> _Task description_
Set each entry down exactly as written.

> _Task input_
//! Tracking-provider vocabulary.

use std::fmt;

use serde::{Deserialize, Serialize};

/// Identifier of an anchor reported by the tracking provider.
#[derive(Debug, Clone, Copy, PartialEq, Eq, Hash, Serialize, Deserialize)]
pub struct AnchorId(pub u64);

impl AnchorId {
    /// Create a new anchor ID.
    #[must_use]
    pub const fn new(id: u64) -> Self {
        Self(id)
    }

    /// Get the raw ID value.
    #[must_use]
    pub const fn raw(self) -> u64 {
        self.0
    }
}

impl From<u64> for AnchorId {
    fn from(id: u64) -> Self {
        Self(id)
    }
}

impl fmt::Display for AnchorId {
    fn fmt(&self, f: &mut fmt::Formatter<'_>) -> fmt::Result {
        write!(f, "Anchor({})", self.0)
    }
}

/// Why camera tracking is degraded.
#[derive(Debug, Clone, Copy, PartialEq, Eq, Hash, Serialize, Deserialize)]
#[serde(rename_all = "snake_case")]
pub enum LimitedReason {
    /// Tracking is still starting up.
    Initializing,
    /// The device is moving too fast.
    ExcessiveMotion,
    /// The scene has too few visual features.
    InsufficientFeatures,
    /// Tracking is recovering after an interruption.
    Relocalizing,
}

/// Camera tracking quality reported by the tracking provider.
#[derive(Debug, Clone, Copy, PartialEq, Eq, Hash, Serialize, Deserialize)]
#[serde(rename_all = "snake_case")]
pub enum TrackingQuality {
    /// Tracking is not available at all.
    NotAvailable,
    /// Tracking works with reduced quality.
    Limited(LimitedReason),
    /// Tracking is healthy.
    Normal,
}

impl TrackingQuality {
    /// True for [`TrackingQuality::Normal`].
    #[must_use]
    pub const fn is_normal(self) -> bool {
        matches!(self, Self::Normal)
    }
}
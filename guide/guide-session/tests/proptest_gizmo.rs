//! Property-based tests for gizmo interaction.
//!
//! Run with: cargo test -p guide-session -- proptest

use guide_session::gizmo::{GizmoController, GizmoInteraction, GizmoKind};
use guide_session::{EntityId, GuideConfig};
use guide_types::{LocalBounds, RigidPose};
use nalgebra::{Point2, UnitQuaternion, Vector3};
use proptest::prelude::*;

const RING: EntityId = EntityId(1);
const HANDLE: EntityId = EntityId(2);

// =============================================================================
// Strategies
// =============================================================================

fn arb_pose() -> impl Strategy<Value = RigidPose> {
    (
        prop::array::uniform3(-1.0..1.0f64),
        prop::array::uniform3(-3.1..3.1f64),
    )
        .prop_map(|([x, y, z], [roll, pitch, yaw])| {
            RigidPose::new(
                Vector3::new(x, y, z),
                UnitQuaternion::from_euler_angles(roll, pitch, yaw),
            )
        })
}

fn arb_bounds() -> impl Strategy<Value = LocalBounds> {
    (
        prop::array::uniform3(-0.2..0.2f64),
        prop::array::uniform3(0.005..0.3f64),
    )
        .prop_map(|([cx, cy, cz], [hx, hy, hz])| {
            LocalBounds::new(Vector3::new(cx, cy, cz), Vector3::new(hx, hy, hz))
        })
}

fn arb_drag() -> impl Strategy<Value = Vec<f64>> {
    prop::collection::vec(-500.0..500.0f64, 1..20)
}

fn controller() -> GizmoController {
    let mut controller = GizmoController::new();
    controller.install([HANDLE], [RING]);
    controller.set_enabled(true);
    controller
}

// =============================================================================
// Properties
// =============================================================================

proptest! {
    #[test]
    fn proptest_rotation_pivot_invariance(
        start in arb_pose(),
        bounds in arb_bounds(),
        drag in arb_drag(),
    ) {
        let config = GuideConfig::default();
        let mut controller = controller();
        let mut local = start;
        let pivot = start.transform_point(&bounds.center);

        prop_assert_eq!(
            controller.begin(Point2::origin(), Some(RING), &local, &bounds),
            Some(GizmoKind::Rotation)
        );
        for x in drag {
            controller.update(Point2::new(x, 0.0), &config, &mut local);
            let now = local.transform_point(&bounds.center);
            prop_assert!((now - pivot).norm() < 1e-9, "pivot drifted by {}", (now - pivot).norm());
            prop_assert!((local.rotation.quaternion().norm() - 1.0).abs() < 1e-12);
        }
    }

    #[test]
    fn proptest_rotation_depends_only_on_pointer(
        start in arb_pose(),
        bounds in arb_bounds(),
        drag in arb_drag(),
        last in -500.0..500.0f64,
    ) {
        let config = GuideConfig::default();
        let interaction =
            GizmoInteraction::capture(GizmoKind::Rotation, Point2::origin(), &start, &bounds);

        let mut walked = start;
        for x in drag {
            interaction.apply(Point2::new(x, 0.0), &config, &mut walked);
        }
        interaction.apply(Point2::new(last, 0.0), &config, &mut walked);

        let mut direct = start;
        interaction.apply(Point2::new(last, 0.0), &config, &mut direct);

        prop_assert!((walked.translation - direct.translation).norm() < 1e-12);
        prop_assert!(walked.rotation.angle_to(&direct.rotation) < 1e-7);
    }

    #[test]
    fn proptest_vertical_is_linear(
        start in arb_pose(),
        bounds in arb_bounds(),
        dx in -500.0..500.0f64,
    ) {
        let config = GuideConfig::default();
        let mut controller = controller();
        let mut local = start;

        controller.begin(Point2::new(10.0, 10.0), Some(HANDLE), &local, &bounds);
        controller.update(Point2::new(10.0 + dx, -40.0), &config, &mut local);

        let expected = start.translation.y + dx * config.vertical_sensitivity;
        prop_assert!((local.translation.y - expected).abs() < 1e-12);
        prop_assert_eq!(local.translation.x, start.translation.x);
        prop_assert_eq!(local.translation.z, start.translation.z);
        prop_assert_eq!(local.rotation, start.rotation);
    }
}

> _Completed task_
//! Tracking-provider vocabulary.

use std::fmt;

use serde::{Deserialize, Serialize};

/// Identifier of an anchor reported by the tracking provider.
#[derive(Debug, Clone, Copy, PartialEq, Eq, Hash, Serialize, Deserialize)]
pub struct AnchorId(pub u64);

impl AnchorId {
    /// Create a new anchor ID.
    #[must_use]
    pub const fn new(id: u64) -> Self {
        Self(id)
    }

    /// Get the raw ID value.
    #[must_use]
    pub const fn raw(self) -> u64 {
        self.0
    }
}

impl From<u64> for AnchorId {
    fn from(id: u64) -> Self {
        Self(id)
    }
}

impl fmt::Display for AnchorId {
    fn fmt(&self, f: &mut fmt::Formatter<'_>) -> fmt::Result {
        write!(f, "Anchor({})", self.0)
    }
}

/// Why camera tracking is degraded.
#[derive(Debug, Clone, Copy, PartialEq, Eq, Hash, Serialize, Deserialize)]
#[serde(rename_all = "snake_case")]
pub enum LimitedReason {
    /// Tracking is still starting up.
    Initializing,
    /// The device is moving too fast.
    ExcessiveMotion,
    /// The scene has too few visual features.
    InsufficientFeatures,
    /// Tracking is recovering after an interruption.
    Relocalizing,
}

/// Camera tracking quality reported by the tracking provider.
#[derive(Debug, Clone, Copy, PartialEq, Eq, Hash, Serialize, Deserialize)]
#[serde(rename_all = "snake_case")]
pub enum TrackingQuality {
    /// Tracking is not available at all.
    NotAvailable,
    /// Tracking works with reduced quality.
    Limited(LimitedReason),
    /// Tracking is healthy.
    Normal,
}

impl TrackingQuality {
    /// True for [`TrackingQuality::Normal`].
    #[must_use]
    pub const fn is_normal(self) -> bool {
        matches!(self, Self::Normal)
    }
}
filename guide/guide-session/tests/proptest_gizmo.rs
//! Property-based tests for gizmo interaction.
//!
//! Run with: cargo test -p guide-session -- proptest

use guide_session::gizmo::{GizmoController, GizmoInteraction, GizmoKind};
use guide_session::{EntityId, GuideConfig};
use guide_types::{LocalBounds, RigidPose};
use nalgebra::{Point2, UnitQuaternion, Vector3};
use proptest::prelude::*;

const RING: EntityId = EntityId(1);
const HANDLE: EntityId = EntityId(2);

// =============================================================================
// Strategies
// =============================================================================

fn arb_pose() -> impl Strategy<Value = RigidPose> {
    (
        prop::array::uniform3(-1.0..1.0f64),
        prop::array::uniform3(-3.1..3.1f64),
    )
        .prop_map(|([x, y, z], [roll, pitch, yaw])| {
            RigidPose::new(
                Vector3::new(x, y, z),
                UnitQuaternion::from_euler_angles(roll, pitch, yaw),
            )
        })
}

fn arb_bounds() -> impl Strategy<Value = LocalBounds> {
    (
        prop::array::uniform3(-0.2..0.2f64),
        prop::array::uniform3(0.005..0.3f64),
    )
        .prop_map(|([cx, cy, cz], [hx, hy, hz])| {
            LocalBounds::new(Vector3::new(cx, cy, cz), Vector3::new(hx, hy, hz))
        })
}

fn arb_drag() -> impl Strategy<Value = Vec<f64>> {
    prop::collection::vec(-500.0..500.0f64, 1..20)
}

fn controller() -> GizmoController {
    let mut controller = GizmoController::new();
    controller.install([HANDLE], [RING]);
    controller.set_enabled(true);
    controller
}

// =============================================================================
// Properties
// =============================================================================

proptest! {
    #[test]
    fn proptest_rotation_pivot_invariance(
        start in arb_pose(),
        bounds in arb_bounds(),
        drag in arb_drag(),
    ) {
        let config = GuideConfig::default();
        let mut controller = controller();
        let mut local = start;
        let pivot = start.transform_point(&bounds.center);

        prop_assert_eq!(
            controller.begin(Point2::origin(), Some(RING), &local, &bounds),
            Some(GizmoKind::Rotation)
        );
        for x in drag {
            controller.update(Point2::new(x, 0.0), &config, &mut local);
            let now = local.transform_point(&bounds.center);
            prop_assert!((now - pivot).norm() < 1e-9, "pivot drifted by {}", (now - pivot).norm());
            prop_assert!((local.rotation.quaternion().norm() - 1.0).abs() < 1e-12);
        }
    }

    #[test]
    fn proptest_rotation_depends_only_on_pointer(
        start in arb_pose(),
        bounds in arb_bounds(),
        drag in arb_drag(),
        last in -500.0..500.0f64,
    ) {
        let config = GuideConfig::default();
        let interaction =
            GizmoInteraction::capture(GizmoKind::Rotation, Point2::origin(), &start, &bounds);

        let mut walked = start;
        for x in drag {
            interaction.apply(Point2::new(x, 0.0), &config, &mut walked);
        }
        interaction.apply(Point2::new(last, 0.0), &config, &mut walked);

        let mut direct = start;
        interaction.apply(Point2::new(last, 0.0), &config, &mut direct);

        prop_assert!((walked.translation - direct.translation).norm() < 1e-12);
        prop_assert!(walked.rotation.angle_to(&direct.rotation) < 1e-7);
    }

    #[test]
    fn proptest_vertical_is_linear(
        start in arb_pose(),
        bounds in arb_bounds(),
        dx in -500.0..500.0f64,
    ) {
        let config = GuideConfig::default();
        let mut controller = controller();
        let mut local = start;

        controller.begin(Point2::new(10.0, 10.0), Some(HANDLE), &local, &bounds);
        controller.update(Point2::new(10.0 + dx, -40.0), &config, &mut local);

        let expected = start.translation.y + dx * config.vertical_sensitivity;
        prop_assert!((local.translation.y - expected).abs() < 1e-12);
        prop_assert_eq!(local.translation.x, start.translation.x);
        prop_assert_eq!(local.translation.z, start.translation.z);
        prop_assert_eq!(local.rotation, start.rotation);
    }
}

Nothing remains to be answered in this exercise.